Recent SoTA architectures like BERT and Robustly optimized BERT approach [2,3], which use embedding layer, are used for sequence tagging, such as NER. Huang et al. [19] used the bi-directional long short-term memory network (Bi-LSTM) and other variants, which is what we use in this work. Embeddings have been shown to be beneficial for NLP tasks [13]. Mikolov et al. [1] showed with vector space algebra that relationships among words can be evaluated, expressing the quality of vectors produced from the model. The popular semantic example: vector ( King ) vector ( Man ) + vector ( Woman ) vector ( Queen ) can be verified using cosine distance. Dimensionality reduction algorithms (such as principal component analysis and t-distributed Stochastic Neighbor Embedding may be used to visualize the relationship among a set of words [20]. Such algorithms work by reducing the dimensionality of the embeddings further. WordSimilarity-353 (WordSim) test set is another analysis tool for word vectors [21]. Unlike the analogy metric, which is based on vector space algebra, WordSim is based on human expert-assigned semantic similarity on two sets of English word pairs. Both tools measure embedding quality, with a scaled score of 1 being the highest (i.e. very similar or exact).

Similar to word embeddings, subword representations have proven to be helpful when dealing with out-of-vocabulary (OOV) words and [22] used such embeddings to guide the parsing of OOV words in their work on meaning representation for robots. Intrinsic tests, in the form of word similarity or analogy tests, reveal meaningful relations among words in embeddings [1,23]. However, it is inappropriate to assume that such intrinsic tests are sufficient in themselves, just as it is inappropriate to assume that one particular downstream test is sufficient to generalize the performance of embeddings on all NLP tasks [24,25,26]. Furthermore, word embeddings display biases (as one of their shortcomings) seen in the data they are trained on [27].

Mikolov et al. [1] tried various hyperparameters with both architectures of the Word2Vec model, ranging from 50 to 1,000 dimensions, 30,000 to 3,000,000 vocabulary sizes and 1 to 3 epochs, among others. They observed diminishing returns after a certain point, despite additional dimensions or larger, unstructured training data. However, quality increased when both dimensions and data size were increased together. Although they pointed out that the choice of optimal hyperparameter configurations depends on the NLP problem at hand, they identified the most important factors as architecture, dimension size, subsampling rate, and the window size.

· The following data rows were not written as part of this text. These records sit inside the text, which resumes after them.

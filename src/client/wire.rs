//! Request / response bodies exchanged with the router.

use serde::{Deserialize, Serialize};

use crate::error::{ConsoleError, Result};

/// A single message in a chat conversation.
#[derive(Debug, Clone, PartialEq, Eq, Serialize, Deserialize)]
pub struct ChatMessage {
    pub role: String,
    pub content: String,
}

impl ChatMessage {
    /// Build a user message.
    pub fn user(content: impl Into<String>) -> Self {
        Self {
            role: "user".to_string(),
            content: content.into(),
        }
    }
}

/// Request body for `POST /v1/chat/completions`.
///
/// `model` is only the declared target; the router is free to substitute a
/// cheaper, faster, or cached provider and reports what it actually used in
/// [`CompletionResponse::model`].
#[derive(Debug, Clone, PartialEq, Eq, Serialize)]
pub struct CompletionRequest {
    pub messages: Vec<ChatMessage>,
    pub model: String,
}

impl CompletionRequest {
    /// The fixed trace-session request shape: one user message.
    pub fn single_prompt(prompt: impl Into<String>, declared_model: impl Into<String>) -> Self {
        Self {
            messages: vec![ChatMessage::user(prompt)],
            model: declared_model.into(),
        }
    }
}

/// Response body from the completions endpoint.
///
/// Only `model` and `choices[0].message.content` are read.
#[derive(Debug, Clone, PartialEq, Eq, Deserialize)]
pub struct CompletionResponse {
    pub model: String,
    #[serde(default)]
    pub choices: Vec<Choice>,
}

#[derive(Debug, Clone, PartialEq, Eq, Deserialize)]
pub struct Choice {
    pub message: ChoiceMessage,
}

#[derive(Debug, Clone, PartialEq, Eq, Deserialize)]
pub struct ChoiceMessage {
    #[serde(default)]
    pub content: String,
}

impl CompletionResponse {
    /// Text of the first choice; an empty `choices` array is a protocol error.
    pub fn first_content(&self) -> Result<&str> {
        self.choices
            .first()
            .map(|c| c.message.content.as_str())
            .ok_or_else(|| ConsoleError::protocol("completion response has no choices"))
    }
}

/// Response body from `POST /api/parse-document`.
#[derive(Debug, Clone, PartialEq, Eq, Deserialize)]
pub struct ParseDocumentResponse {
    pub text: String,
}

In addition, it has been observed that larger datasets improve the quality of word vectors and, potentially, performance on downstream tasks [1,28]

3 Materials and methods

3.1 Datasets

The corpora used for word embeddings are the 2019 English Wiki News Abstract of about 15M by Wikipedia [29], 2019 English Simple Wiki (SW) articles of about 711M by Wikipedia [30], and the BW of 3.9G by Chelba et al. [31]. The corpus used for SA is the training set of the internet movie dataset (IMDB) of movie reviews by Maas et al. [32]. It has a total of 25,000 sentences with half being positive sentiments and the other half being negative sentiments. The training set is what was available with the ground truth. The dataset for NER is the Groningen meaning bank (GMB) by Bos et al. [33], containing 47,959 samples. It has 17 labels, with 9 main labels and 2 context tags. Google (semantic and syntactic) analogy test set by Mikolov et al. [1] and WordSimilarity-353 (with Spearman correlation) by Finkelstein et al. [21] were chosen for intrinsic evaluations.

3.2 Embeddings

The hyperparameters tuned in a grid search for the embeddings are given in Table 1. The models were trained on a shared cluster running Ubuntu 16 with 32 CPUs of 32x Intel Xeon 4110 at 2.1 GHz. Gensim [15] Python library implementation of Word2Vec was used. This is because of its relative stability, popular support and to minimize the time required in writing and testing a new implementation in Python from scratch. Our models are available for confirmation and the source codes are available on Github.[1]

Table 1

Upstream hyperparameter choices (notations based on Gensim library convention)

Hyper-parameter Values
Dimension size 300, 1,200, 1,800, 2,400, 3,000
Window size (w) 4, 8
Architecture Skipgram (s1), CBoW (s0)
Algorithm H. Softmax (h1), N. Sampling (h0)
Epochs 5, 10

3.3 Downstream architectures

The downstream experiments were run on a Tesla GPU on a shared DGX cluster running Ubuntu 18. Pytorch deep learning framework was used. A long short-term memory network (LSTM) was trained on the GMB dataset for NER. A Bi-LSTM network was trained on the IMDB dataset for SA. The Bi-LSTM includes an additional hidden linear layer before the output layer (Figures 2 and 3). Hyperparameter details of the two networks for the downstream tasks are given in Table 2. The metrics for extrinsic evaluation include F1, precision, recall and accuracy (for SA).

Table 2

Downstream network hyperparameters

Archi Epochs Hidden Dim LR Loss
LSTM 40 128 0.01 Cross entropy
BiLSTM 20 128 2 0.0001 BCELoss
Figure 2 
                  Network architecture for NER.

Figure 2

Network architecture for NER.

Figure 3 
                  Network architecture for SA.

Figure 3

Network architecture for SA.

4 Experimental

In our work, we extended research to 3,000 dimensions and epochs of 5 and 10. To form the vocabulary for the embeddings, words occurring less than 5 times in the corpora were dropped, stop words removed using the natural language toolkit [34] and additional data pre-processing carried out. Table 1 describes the hyperparameters explored for each dataset and notations used. In all, 80 runs per data were conducted for both the Wiki News Abstract and the SW. Experiments for all combinations for 300 dimensions were conducted on the BW corpus and additional runs for the window size 8 + skipgram (s1) + hierarchical softmax (h1) combination to verify the trend of quality of word vectors as dimensions are increased.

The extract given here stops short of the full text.